# Problem description
Transcribe the entries below exactly.

----- Exercise materials

use std::path::{Path, PathBuf};

use anyhow::{Context, Result};
use rusqlite::{params, Connection, Row};
use serde::{Deserialize, Serialize};
use whisperlite_observability::trace::Span;

/// One finished transcription.
#[derive(Debug, Clone, PartialEq, Serialize, Deserialize)]
pub struct HistoryItem {
    pub job_id: String,
    pub created_at_ms: i64,
    pub model: String,
    pub audio_file: String,
    pub text: String,
    pub language: String,
    pub elapsed_ms: i64,
    pub transcript_path: Option<String>,
}

pub fn db_path(data_dir: &Path) -> PathBuf {
    data_dir.join("history.sqlite3")
}

fn conn(db_path: &Path) -> Result<Connection> {
    let c = Connection::open(db_path).context("open sqlite failed")?;
    c.execute_batch(
        r#"
        CREATE TABLE IF NOT EXISTS history (
          job_id TEXT PRIMARY KEY,
          created_at_ms INTEGER NOT NULL,
          model TEXT NOT NULL,
          audio_file TEXT NOT NULL,
          text TEXT NOT NULL,
          language TEXT NOT NULL,
          elapsed_ms INTEGER NOT NULL,
          transcript_path TEXT NULL
        );
        CREATE INDEX IF NOT EXISTS idx_history_created_at ON history(created_at_ms DESC);
        "#,
    )
    .context("init sqlite schema failed")?;
    Ok(c)
}

fn trace_dir(db_path: &Path) -> &Path {
    db_path.parent().unwrap_or_else(|| Path::new("."))
}

fn conn_traced(db_path: &Path, span: Span) -> Result<(Connection, Span)> {
    match conn(db_path) {
        Ok(c) => Ok((c, span)),
        Err(e) => {
            span.err_anyhow("db", "E_HISTORY_CONN", &e, None);
            Err(e)
        }
    }
}

fn item_from_row(row: &Row<'_>) -> rusqlite::Result<HistoryItem> {
    Ok(HistoryItem {
        job_id: row.get(0)?,
        created_at_ms: row.get(1)?,
        model: row.get(2)?,
        audio_file: row.get(3)?,
        text: row.get(4)?,
        language: row.get(5)?,
        elapsed_ms: row.get(6)?,
        transcript_path: row.get(7)?,
    })
}

pub fn append(db_path: &Path, item: &HistoryItem) -> Result<()> {
    let span = Span::start(
        trace_dir(db_path),
        Some(item.job_id.as_str()),
        "History",
        "HISTORY.append",
        Some(serde_json::json!({
            "model": item.model,
            "text_chars": item.text.chars().count(),
            "elapsed_ms": item.elapsed_ms,
        })),
    );
    let (c, span) = conn_traced(db_path, span)?;
    let r = c.execute(
        r#"
        INSERT OR REPLACE INTO history
        (job_id, created_at_ms, model, audio_file, text, language, elapsed_ms, transcript_path)
        VALUES (?1, ?2, ?3, ?4, ?5, ?6, ?7, ?8)
        "#,
        params![
            item.job_id,
            item.created_at_ms,
            item.model,
            item.audio_file,
            item.text,
            item.language,
            item.elapsed_ms,
            item.transcript_path,
        ],
    );
    match r {
        Ok(_) => {
            span.ok(None);
            Ok(())
        }
        Err(e) => {
            span.err("db", "E_HISTORY_INSERT", &e.to_string(), None);
            Err(anyhow::anyhow!(e).context("insert history failed"))
        }
    }
}

/// Newest first. `before_ms` pages backwards from an earlier result.
pub fn list(db_path: &Path, limit: i64, before_ms: Option<i64>) -> Result<Vec<HistoryItem>> {
    let span = Span::start(
        trace_dir(db_path),
        None,
        "History",
        "HISTORY.list",
        Some(serde_json::json!({"limit": limit, "before_ms": before_ms})),
    );
    let (c, span) = conn_traced(db_path, span)?;
    let queried = (|| -> Result<Vec<HistoryItem>> {
        let mut stmt = c
            .prepare(
                r#"
                SELECT job_id, created_at_ms, model, audio_file, text, language, elapsed_ms, transcript_path
                FROM history
                WHERE ?1 IS NULL OR created_at_ms < ?1
                ORDER BY created_at_ms DESC
                LIMIT ?2
                "#,
            )
            .context("prepare history list failed")?;
        let rows = stmt
            .query_map(params![before_ms, limit], item_from_row)
            .context("query history list failed")?;
        rows.collect::<rusqlite::Result<Vec<_>>>()
            .context("read history row failed")
    })();
    match queried {
        Ok(out) => {
            span.ok(Some(serde_json::json!({"items": out.len()})));
            Ok(out)
        }
        Err(e) => {
            span.err_anyhow("db", "E_HISTORY_LIST", &e, None);
            Err(e)
        }
    }
}

pub fn clear(db_path: &Path) -> Result<()> {
    let span = Span::start(trace_dir(db_path), None, "History", "HISTORY.clear", None);
    let (c, span) = conn_traced(db_path, span)?;
    match c.execute("DELETE FROM history", []) {
        Ok(n) => {
            span.ok(Some(serde_json::json!({"deleted": n})));
            Ok(())
        }
        Err(e) => {
            span.err("db", "E_HISTORY_CLEAR", &e.to_string(), None);
            Err(anyhow::anyhow!(e).context("clear history failed"))
        }
    }
}

#[cfg(test)]
mod tests {
    use super::*;

    fn item(job_id: &str, created_at_ms: i64) -> HistoryItem {
        HistoryItem {
            job_id: job_id.to_string(),
            created_at_ms,
            model: "base".to_string(),
            audio_file: "/tmp/clip.wav".to_string(),
            text: format!("text {job_id}"),
            language: "en".to_string(),
            elapsed_ms: 1200,
            transcript_path: None,
        }
    }

    #[test]
    fn list_is_newest_first_and_pages_backwards() {
        let td = tempfile::tempdir().expect("tempdir");
        let db = db_path(td.path());
        for (id, ts) in [("a", 100), ("b", 300), ("c", 200)] {
            append(&db, &item(id, ts)).expect("append");
        }

        let all = list(&db, 10, None).expect("list");
        let ids: Vec<_> = all.iter().map(|i| i.job_id.as_str()).collect();
        assert_eq!(ids, vec!["b", "c", "a"]);

        let first = list(&db, 1, None).expect("list");
        assert_eq!(first[0].job_id, "b");
        let next = list(&db, 10, Some(first[0].created_at_ms)).expect("list");
        let ids: Vec<_> = next.iter().map(|i| i.job_id.as_str()).collect();
        assert_eq!(ids, vec!["c", "a"]);
    }

    #[test]
    fn append_replaces_same_job_and_clear_empties() {
        let td = tempfile::tempdir().expect("tempdir");
        let db = db_path(td.path());
        append(&db, &item("a", 100)).expect("append");
        let mut updated = item("a", 100);
        updated.transcript_path = Some("/tmp/clip.txt".to_string());
        append(&db, &updated).expect("append");

        let all = list(&db, 10, None).expect("list");
        assert_eq!(all, vec![updated]);

        clear(&db).expect("clear");
        assert!(list(&db, 10, None).expect("list").is_empty());
    }

    #[test]
    fn calls_are_traced_next_to_the_database() {
        let td = tempfile::tempdir().expect("tempdir");
        let db = db_path(td.path());
        append(&db, &item("a", 1)).expect("append");
        list(&db, 5, None).expect("list");

        let raw = std::fs::read_to_string(whisperlite_observability::trace::trace_path(td.path()))
            .expect("trace");
        assert!(raw.contains("HISTORY.append"));
        assert!(raw.contains("HISTORY.list"));
    }
}
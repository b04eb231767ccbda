//! Single-slot background job runner.
//!
//! A [`JobRunner`] runs at most one [`Operation`] at a time on its own worker
//! thread. The caller drains [`Message`]s with [`JobRunner::poll`] from its own
//! loop and may ask for cancellation, which is checked only before and after
//! the operation's uninterruptible unit of work.

pub mod job;
pub mod operation;
pub mod runner;
pub mod transcribe;
pub mod translate;

pub use job::{CancelFlag, JobId, JobState, Message};
pub use operation::{from_fn, Operation};
pub use runner::{CancelOutcome, JobHandle, JobRunner, StartError};
pub use transcribe::{DecodeOptions, SpeechEngine, TranscribeOp, TranscribeRequest, Transcript};
pub use translate::{TranslateOp, TranslateRequest, Translation, TranslationEngine};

----------

# Written solution
use std::path::{Path, PathBuf};

use anyhow::{Context, Result};
use rusqlite::{params, Connection, Row};
use serde::{Deserialize, Serialize};
use whisperlite_observability::trace::Span;

/// One finished transcription.
#[derive(Debug, Clone, PartialEq, Serialize, Deserialize)]
pub struct HistoryItem {
    pub job_id: String,
    pub created_at_ms: i64,
    pub model: String,
    pub audio_file: String,
    pub text: String,
    pub language: String,
    pub elapsed_ms: i64,
    pub transcript_path: Option<String>,
}

pub fn db_path(data_dir: &Path) -> PathBuf {
    data_dir.join("history.sqlite3")
}

fn conn(db_path: &Path) -> Result<Connection> {
    let c = Connection::open(db_path).context("open sqlite failed")?;
    c.execute_batch(
        r#"
        CREATE TABLE IF NOT EXISTS history (
          job_id TEXT PRIMARY KEY,
          created_at_ms INTEGER NOT NULL,
          model TEXT NOT NULL,
          audio_file TEXT NOT NULL,
          text TEXT NOT NULL,
          language TEXT NOT NULL,
          elapsed_ms INTEGER NOT NULL,
          transcript_path TEXT NULL
        );
        CREATE INDEX IF NOT EXISTS idx_history_created_at ON history(created_at_ms DESC);
        "#,
    )
    .context("init sqlite schema failed")?;
    Ok(c)
}

fn trace_dir(db_path: &Path) -> &Path {
    db_path.parent().unwrap_or_else(|| Path::new("."))
}

fn conn_traced(db_path: &Path, span: Span) -> Result<(Connection, Span)> {
    match conn(db_path) {
        Ok(c) => Ok((c, span)),
        Err(e) => {
            span.err_anyhow("db", "E_HISTORY_CONN", &e, None);
            Err(e)
        }
    }
}

fn item_from_row(row: &Row<'_>) -> rusqlite::Result<HistoryItem> {
    Ok(HistoryItem {
        job_id: row.get(0)?,
        created_at_ms: row.get(1)?,
        model: row.get(2)?,
        audio_file: row.get(3)?,
        text: row.get(4)?,
        language: row.get(5)?,
        elapsed_ms: row.get(6)?,
        transcript_path: row.get(7)?,
    })
}

pub fn append(db_path: &Path, item: &HistoryItem) -> Result<()> {
    let span = Span::start(
        trace_dir(db_path),
        Some(item.job_id.as_str()),
        "History",
        "HISTORY.append",
        Some(serde_json::json!({
            "model": item.model,
            "text_chars": item.text.chars().count(),
            "elapsed_ms": item.elapsed_ms,
        })),
    );
    let (c, span) = conn_traced(db_path, span)?;
    let r = c.execute(
        r#"
        INSERT OR REPLACE INTO history
        (job_id, created_at_ms, model, audio_file, text, language, elapsed_ms, transcript_path)
        VALUES (?1, ?2, ?3, ?4, ?5, ?6, ?7, ?8)
        "#,
        params![
            item.job_id,
            item.created_at_ms,
            item.model,
            item.audio_file,
            item.text,
            item.language,
            item.elapsed_ms,
            item.transcript_path,
        ],
    );
    match r {
        Ok(_) => {
            span.ok(None);
            Ok(())
        }
        Err(e) => {
            span.err("db", "E_HISTORY_INSERT", &e.to_string(), None);
            Err(anyhow::anyhow!(e).context("insert history failed"))
        }
    }
}

/// Newest first. `before_ms` pages backwards from an earlier result.
pub fn list(db_path: &Path, limit: i64, before_ms: Option<i64>) -> Result<Vec<HistoryItem>> {
    let span = Span::start(
        trace_dir(db_path),
        None,
        "History",
        "HISTORY.list",
        Some(serde_json::json!({"limit": limit, "before_ms": before_ms})),
    );
    let (c, span) = conn_traced(db_path, span)?;
    let queried = (|| -> Result<Vec<HistoryItem>> {
        let mut stmt = c
            .prepare(
                r#"
                SELECT job_id, created_at_ms, model, audio_file, text, language, elapsed_ms, transcript_path
                FROM history
                WHERE ?1 IS NULL OR created_at_ms < ?1
                ORDER BY created_at_ms DESC
                LIMIT ?2
                "#,
            )
            .context("prepare history list failed")?;
        let rows = stmt
            .query_map(params![before_ms, limit], item_from_row)
            .context("query history list failed")?;
        rows.collect::<rusqlite::Result<Vec<_>>>()
            .context("read history row failed")
    })();
    match queried {
        Ok(out) => {
            span.ok(Some(serde_json::json!({"items": out.len()})));
            Ok(out)
        }
        Err(e) => {
            span.err_anyhow("db", "E_HISTORY_LIST", &e, None);
            Err(e)
        }
    }
}

pub fn clear(db_path: &Path) -> Result<()> {
    let span = Span::start(trace_dir(db_path), None, "History", "HISTORY.clear", None);
    let (c, span) = conn_traced(db_path, span)?;
    match c.execute("DELETE FROM history", []) {
        Ok(n) => {
            span.ok(Some(serde_json::json!({"deleted": n})));
            Ok(())
        }
        Err(e) => {
            span.err("db", "E_HISTORY_CLEAR", &e.to_string(), None);
            Err(anyhow::anyhow!(e).context("clear history failed"))
        }
    }
}

#[cfg(test)]
mod tests {
    use super::*;

    fn item(job_id: &str, created_at_ms: i64) -> HistoryItem {
        HistoryItem {
            job_id: job_id.to_string(),
            created_at_ms,
            model: "base".to_string(),
            audio_file: "/tmp/clip.wav".to_string(),
            text: format!("text {job_id}"),
            language: "en".to_string(),
            elapsed_ms: 1200,
            transcript_path: None,
        }
    }

    #[test]
    fn list_is_newest_first_and_pages_backwards() {
        let td = tempfile::tempdir().expect("tempdir");
        let db = db_path(td.path());
        for (id, ts) in [("a", 100), ("b", 300), ("c", 200)] {
            append(&db, &item(id, ts)).expect("append");
        }

        let all = list(&db, 10, None).expect("list");
        let ids: Vec<_> = all.iter().map(|i| i.job_id.as_str()).collect();
        assert_eq!(ids, vec!["b", "c", "a"]);

        let first = list(&db, 1, None).expect("list");
        assert_eq!(first[0].job_id, "b");
        let next = list(&db, 10, Some(first[0].created_at_ms)).expect("list");
        let ids: Vec<_> = next.iter().map(|i| i.job_id.as_str()).collect();
        assert_eq!(ids, vec!["c", "a"]);
    }

    #[test]
    fn append_replaces_same_job_and_clear_empties() {
        let td = tempfile::tempdir().expect("tempdir");
        let db = db_path(td.path());
        append(&db, &item("a", 100)).expect("append");
        let mut updated = item("a", 100);
        updated.transcript_path = Some("/tmp/clip.txt".to_string());
        append(&db, &updated).expect("append");

        let all = list(&db, 10, None).expect("list");
        assert_eq!(all, vec![updated]);

        clear(&db).expect("clear");
        assert!(list(&db, 10, None).expect("list").is_empty());
    }

    #[test]
    fn calls_are_traced_next_to_the_database() {
        let td = tempfile::tempdir().expect("tempdir");
        let db = db_path(td.path());
        append(&db, &item("a", 1)).expect("append");
        list(&db, 5, None).expect("list");

        let raw = std::fs::read_to_string(whisperlite_observability::trace::trace_path(td.path()))
            .expect("trace");
        assert!(raw.contains("HISTORY.append"));
        assert!(raw.contains("HISTORY.list"));
    }
}
repository b04eb231767ccbda
//! Single-slot background job runner.
//!
//! A [`JobRunner`] runs at most one [`Operation`] at a time on its own worker
//! thread. The caller drains [`Message`]s with [`JobRunner::poll`] from its own
//! loop and may ask for cancellation, which is checked only before and after
//! the operation's uninterruptible unit of work.

pub mod job;
pub mod operation;
pub mod runner;
pub mod transcribe;
pub mod translate;

pub use job::{CancelFlag, JobId, JobState, Message};
pub use operation::{from_fn, Operation};
pub use runner::{CancelOutcome, JobHandle, JobRunner, StartError};
pub use transcribe::{DecodeOptions, SpeechEngine, TranscribeOp, TranscribeRequest, Transcript};
pub use translate::{TranslateOp, TranslateRequest, Translation, TranslationEngine};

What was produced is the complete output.